Immunological profiling of Chronic Obstructive Airways Disease and Idiopathic Pulmonary Fibrosis

Background: COPD and IPF are heterogeneous and complex conditions, which in some individuals coexist. Although their etiology is largely unknown and considered opposite, both have been associated with the presence of an abnormal immune response. The aim of this work was to characterize the similarities and differences of the lung and blood immune cell profile in IPF and COPD vs. normal lung function controls. Methods: To infer the lung infiltrate composition we used an immune cell deconvolution method in the microarray gene expression data from 582 subjects of the Lung Tissue Research Consortium: 160 IPF, 220 COPD and 108 controls. The whole dataset was split in two (test and validation cohort). We compared the differences in distribution of the immune cell signatures across diseases and assessed if these changes could be detected in blood by flow cytometry. Results: In lung, B-cell related signatures were up-regulated in IPF and severe COPD. IPF was also characterized by an up-regulation of activated CD4 and CD8 cell signatures. Alternatively, in severe COPD we observed an increase in CD8, Th1, Th17, macrophages, monocytes and dendritic signatures.

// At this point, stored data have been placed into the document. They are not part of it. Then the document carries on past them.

//! Static configuration, read once from the environment at cold start.

use thiserror::Error;

const DEFAULT_REGION: &str = "us-east-1";

#[derive(Debug, Error, PartialEq, Eq)]
pub enum ConfigError {
    #[error("environment variable {0} must be set")]
    Missing(&'static str),
}

/// Deployment stage, used to decide how much gets logged.
#[derive(Debug, Clone, Copy, PartialEq, Eq, Default)]
pub enum EnvLevel {
    #[default]
    Dev,
    Qa,
    Prod,
    Local,
}

impl EnvLevel {
    /// Anything starting with `prod` is production; unknown values fall back to dev.
    #[must_use]
    pub fn parse(value: &str) -> Self {
        if value.starts_with("prod") {
            Self::Prod
        } else if value == "qa" {
            Self::Qa
        } else if value == "local" {
            Self::Local
        } else {
            Self::Dev
        }
    }

    #[must_use]
    pub const fn is_prod(self) -> bool {
        matches!(self, Self::Prod)
    }
}

#[derive(Debug, Clone, PartialEq, Eq)]
pub struct Config {
    pub region: String,
    pub bucket_name: String,
    /// Prefix joined in front of the request URI to build object keys.
    pub base_path: String,
    pub env_level: EnvLevel,
}

impl Config {
    #[must_use]
    pub fn new(region: impl Into<String>, bucket_name: impl Into<String>) -> Self {
        Self {
            region: region.into(),
            bucket_name: bucket_name.into(),
            base_path: String::new(),
            env_level: EnvLevel::default(),
        }
    }

    #[must_use]
    pub fn with_base_path(mut self, base_path: impl Into<String>) -> Self {
        self.base_path = base_path.into();
        self
    }

    /// Load configuration from `S3BUCKETNAME`, `AWS_REGION`, `S3_BASE_PATH` and `APP_ENV`.
    ///
    /// # Errors
    ///
    /// Returns `ConfigError::Missing` if no bucket name is configured.
    pub fn from_env() -> Result<Self, ConfigError> {
        Self::from_lookup(|name| std::env::var(name).ok())
    }

    /// Same as `from_env`, reading variables through `lookup`.
    ///
    /// # Errors
    ///
    /// Returns `ConfigError::Missing` if no bucket name is configured.
    pub fn from_lookup(lookup: impl Fn(&str) -> Option<String>) -> Result<Self, ConfigError> {
        let bucket_name = lookup("S3BUCKETNAME")
            .filter(|v| !v.is_empty())
            .ok_or(ConfigError::Missing("S3BUCKETNAME"))?;
        let region = lookup("AWS_REGION")
            .filter(|v| !v.is_empty())
            .unwrap_or_else(|| DEFAULT_REGION.to_string());

        let mut config = Self::new(region, bucket_name);
        if let Some(base_path) = lookup("S3_BASE_PATH") {
            config.base_path = base_path;
        }
        if let Some(env) = lookup("APP_ENV") {
            config.env_level = EnvLevel::parse(&env);
        }
        Ok(config)
    }

    /// Virtual-hosted bucket domain. `us-east-1` uses the global endpoint.
    #[must_use]
    pub fn bucket_domain(&self) -> String {
        if self.region == DEFAULT_REGION {
            format!("{}.s3.amazonaws.com", self.bucket_name)
        } else {
            format!("{}.s3.{}.amazonaws.com", self.bucket_name, self.region)
        }
    }
}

Findings were replicated in the second dataset and validated by qPCR. In blood, we observed a significant decrease in CD8+ naive T cells in IPF and a trend toward lower levels of CD8+CD28+ cells in both IPF and COPD. Conclusions: IPF and COPD have shared and distinct immune profile abnormalities in the lung and blood, which might be underlying their co-occurrence and specific disease pathology.